Work to complete ▸ The answer must consist of every line below containing "Returns".

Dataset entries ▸
^^^^^^^^
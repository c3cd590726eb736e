//! Application configuration module
//!
//! This module provides type-safe configuration loading from environment variables
//! using the `config` and `dotenvy` crates. Configuration is loaded with the
//! `PREVIEW_RELAY` prefix and nested values use double underscores as separators.
//!
//! # Example
//!
//! ```no_run
//! use preview_relay::config::AppConfig;
//!
//! let config = AppConfig::load().expect("Failed to load configuration");
//! config.validate().expect("Invalid configuration");
//!
//! println!("Viewer page at {}", config.viewer_url());
//! ```

mod error;
mod preview;
mod relay;

pub use error::{ConfigError, ValidationError};
pub use preview::{PreviewConfig, DEFAULT_STYLE};
pub use relay::{RelayConfig, DEFAULT_PORT};

use serde::Deserialize;

/// Root application configuration
#[derive(Debug, Clone, Default, Deserialize)]
pub struct AppConfig {
    /// Relay server configuration (host, port, logging)
    #[serde(default)]
    pub relay: RelayConfig,

    /// Producer side configuration (style, idle timer, browser)
    #[serde(default)]
    pub preview: PreviewConfig,
}

impl AppConfig {
    /// Load configuration from environment variables
    ///
    /// This function:
    /// 1. Loads `.env` file if present (for development)
    /// 2. Reads environment variables with `PREVIEW_RELAY` prefix
    /// 3. Uses `__` (double underscore) to separate nested values
    /// 4. Deserializes into typed configuration structs
    ///
    /// # Environment Variable Format
    ///
    /// - `PREVIEW_RELAY__RELAY__PORT=7379` -> `relay.port = 7379`
    /// - `PREVIEW_RELAY__PREVIEW__STYLE=...` -> `preview.style = ...`
    ///
    /// # Errors
    ///
    /// Returns `ConfigError` if values cannot be parsed into expected types.
    pub fn load() -> Result<Self, ConfigError> {
        // Load .env file if present (development)
        dotenvy::dotenv().ok();

        let config = config::Config::builder()
            .add_source(
                config::Environment::default()
                    .prefix("PREVIEW_RELAY")
                    .separator("__"),
            )
            .build()?
            .try_deserialize()?;

        Ok(config)
    }

    /// Validate all configuration values
    ///
    /// # Errors
    ///
    /// Returns `ValidationError` if any configuration value is invalid.
    pub fn validate(&self) -> Result<(), ValidationError> {
        self.relay.validate()?;
        self.preview.validate()?;
        Ok(())
    }

    /// URL of the viewer page served by the relay.
    pub fn viewer_url(&self) -> String {
        match &self.preview.viewer_url {
            Some(url) => url.clone(),
            None => format!("http://{}:{}/", self.relay.host, self.relay.port),
        }
    }
}
//! Scroll position hint carried in every envelope.

use std::fmt;

use crate::domain::foundation::Percentage;

/// Estimated scroll position within the source document, in percent.
///
/// Not clamped: a cursor near the top of a document with a tall window yields
/// a negative value, and the bottom edge can overshoot 100. Receivers call
/// [`ScrollPosition::clamped`] before using it for display.
#[derive(Debug, Clone, Copy, PartialEq, Eq, Default)]
pub struct ScrollPosition(i64);

impl ScrollPosition {
    /// Wraps an already computed percentage.
    pub fn from_raw(value: i64) -> Self {
        Self(value)
    }

    /// Computes `round(100 * (current_line - visible_lines / 2) / total_lines)`.
    ///
    /// `visible_lines` is halved with integer division. An empty document
    /// yields 0.
    pub fn from_cursor(current_line: usize, visible_lines: usize, total_lines: usize) -> Self {
        if total_lines == 0 {
            return Self(0);
        }
        let offset = current_line as i64 - (visible_lines / 2) as i64;
        let percent = (100.0 * offset as f64 / total_lines as f64).round();
        Self(percent as i64)
    }

    /// Raw, possibly out-of-range value.
    pub fn raw(&self) -> i64 {
        self.0
    }

    /// Value clamped into `[0, 100]` for display.
    pub fn clamped(&self) -> Percentage {
        Percentage::saturating_from(self.0)
    }
}

impl fmt::Display for ScrollPosition {
    fn fmt(&self, f: &mut fmt::Formatter<'_>) -> fmt::Result {
        write!(f, "{}", self.0)
    }
}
^^^^^^^^
Solution for this problem ▸
    /// Returns `ConfigError` if values cannot be parsed into expected types.
    /// Returns `ValidationError` if any configuration value is invalid.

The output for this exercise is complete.